The path to achieve such a great discovery, that if effective would also give a turn to the pharmaceutical industry, normally begins in a laboratory phase to pass animals and finally humans. In this last phase called clinic, the vaccine is tested in a group of no more than 100 healthy people.
Subsequently, the tests are carried out in a larger group but of sick individuals to determine the dose that shows results and finally possible side effects in a group of at least 3,000 patients are ruled out.
However, the little documentation available to the group of specialists of the Manuela Beltrán University, as well as the short medical and scientific journey of Dr. Segura, raise doubts in various sectors of the Colombian scientific society.
The oncologist of the Santa Fe de Bogotá Foundation Andrés Cardona believes that “there is no previous history of the vaccine or medical publications that support the research”, so he believes that “we must be cautious with the information”.
On the patent granted to the group led by Segura, which does not have doctorates or in-depth studies on the subject, the microbiologist María Latting states that they do not confirm the discovery but simply “show that what is discovered belongs to such a person.”
The medical professor of the Javeriana University Paula Prieto considers for her part as worrying that the process to achieve the vaccine and its application in humans has not been monitored by the Invima (National Institute of Food and Drug Surveillance), as mandated by legislation Colombian
Prieto believes that something worse is that Manuela Beltrán University does not have the informed consents approved by the patients, a necessary procedure for the application of the discovery in the 133 humans who according to Segura have received the dose throughout the investigation.

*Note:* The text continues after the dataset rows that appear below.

//! Document tool: save_document

use board_application::context::{ExecutionContext, parse_params};
use board_application::ports::database::NewDocument;
use board_domain::{
    DocumentType, FieldKind, ObjectSchema, ToolDefinition, ToolError, ToolResult,
};
use serde::Deserialize;
use serde_json::{Value, json};

/// Tool name constant
pub const SAVE_DOCUMENT: &str = "save_document";

pub fn save_document_definition() -> ToolDefinition {
    ToolDefinition::new(
        SAVE_DOCUMENT,
        "Save a research, implementation plan or design document on a ticket",
        ObjectSchema::new()
            .required(
                "doc_type",
                FieldKind::enumeration(DocumentType::names()),
                "Kind of document",
            )
            .required("content", FieldKind::String, "Document body (markdown)")
            .optional(
                "ticket_id",
                FieldKind::String,
                "Ticket id; defaults to the ticket of the current run",
            ),
    )
}

#[derive(Debug, Deserialize)]
struct SaveDocumentParams {
    doc_type: DocumentType,
    content: String,
    ticket_id: Option<String>,
}

pub struct SaveDocumentTool {
    definition: ToolDefinition,
}

impl SaveDocumentTool {
    pub fn new() -> Self {
        Self {
            definition: save_document_definition(),
        }
    }

    async fn execute(&self, params: Value, ctx: &ExecutionContext) -> Result<ToolResult, ToolError> {
        let params: SaveDocumentParams = parse_params(&self.definition, &params)?;
        let persona_id = ctx.require_persona_id()?;
        let db = ctx.require_db()?;
        let ticket_id = ctx.resolve_ticket_id(params.ticket_id.as_deref())?;

        let document = db
            .save_document(NewDocument {
                ticket_id: ticket_id.clone(),
                doc_type: params.doc_type,
                content: params.content,
                author_persona_id: persona_id.to_string(),
            })
            .await?;

        Ok(ToolResult::success(
            SAVE_DOCUMENT,
            format!(
                "Saved {} document {} on {}",
                document.doc_type, document.id, ticket_id
            ),
        )
        .with_bytes(document.content.len())
        .with_extra(json!({ "document_id": document.id })))
    }
}

impl Default for SaveDocumentTool {
    fn default() -> Self {
        Self::new()
    }
}

impl_tool!(SaveDocumentTool);

#[cfg(test)]
mod tests {
    use super::*;
    use crate::storage::InMemoryDatabase;
    use crate::tools::test_support::{context, workspace_in};
    use board_application::ports::database::DatabaseOperations;
    use board_application::ports::tool_executor::Tool;
    use board_domain::Ticket;
    use std::sync::Arc;

    #[tokio::test]
    async fn test_save_document_tags_author() {
        let dir = tempfile::tempdir().unwrap();
        let db = Arc::new(InMemoryDatabase::new());
        db.insert_ticket(Ticket::new("T-1", "P-1", "Add login")).await;
        let ctx = context(
            workspace_in(dir.path(), Some("researcher-1")),
            Some(db.clone() as Arc<dyn DatabaseOperations>),
        );

        let result = SaveDocumentTool::new()
            .handle(
                json!({"doc_type": "implementation_plan", "content": "# Plan"}),
                &ctx,
            )
            .await;

        assert!(result.is_success(), "{:?}", result.error());
        let docs = db.documents_for("T-1").await;
        assert_eq!(docs.len(), 1);
        assert_eq!(docs[0].doc_type, DocumentType::ImplementationPlan);
        assert_eq!(docs[0].author_persona_id, "researcher-1");
    }

    #[tokio::test]
    async fn test_invalid_doc_type() {
        let dir = tempfile::tempdir().unwrap();
        let ctx = context(workspace_in(dir.path(), Some("r-1")), None);

        let result = SaveDocumentTool::new()
            .handle(json!({"doc_type": "memo", "content": "x"}), &ctx)
            .await;

        assert_eq!(result.error().unwrap().code, "INVALID_ARGUMENT");
    }

    #[tokio::test]
    async fn test_missing_db() {
        let dir = tempfile::tempdir().unwrap();
        let ctx = context(workspace_in(dir.path(), Some("r-1")), None);

        let result = SaveDocumentTool::new()
            .handle(json!({"doc_type": "design", "content": "x"}), &ctx)
            .await;

        let err = result.error().unwrap();
        assert_eq!(err.code, "MISSING_CONTEXT");
        assert!(err.message.contains("database"));
    }
}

“Patients were coming to whom medicine had abandoned them, and with a fully established consent, they came to undergo the treatment and we managed, for example, that a person who had a month of diagnosed life, lived not five, not seven, but 10 years more, “said the doctor when he announced the scope of the vaccine .
Although in the world’s leading scientific publications, as well as in search engines for medical information such as PubMed, the vaccine has not yet been reviewed, the testimonies of those who allegedly benefited from the IACML-54 abound on the Internet.
That is the case of Marina Acosta, a 37-year-old woman who says that after starting treatment with the vaccine in 2007, a year after she was diagnosed with breast cancer and metastases in a vertebra, “the results began to be evident” .
“When performing the control bone scintigraphy, it appeared free of metastases, negative for metastases,” Acosta wrote, detailing that ” booster shots ” are necessary to control cancer.
The doctor and oncologist Carlos Castro, a member of the Colombian League against Cancer , believes that “generating expectations and life expectancies that are not real to those who suffer from a disease as delicate as cancer is really worrying.
Treatments such as chemotherapy, radiotherapy, surgeries, bone marrow transplants, immunotherapies, among others, would remain in the past to be confirmed the effectiveness of the vaccine that in addition to curing the deadly disease would seek to prevent it.
However, the authorities will be responsible for delivering an explanation of the announcement that, contrary to receiving applause and recognition, is generating controversy and great doubts in the South American country.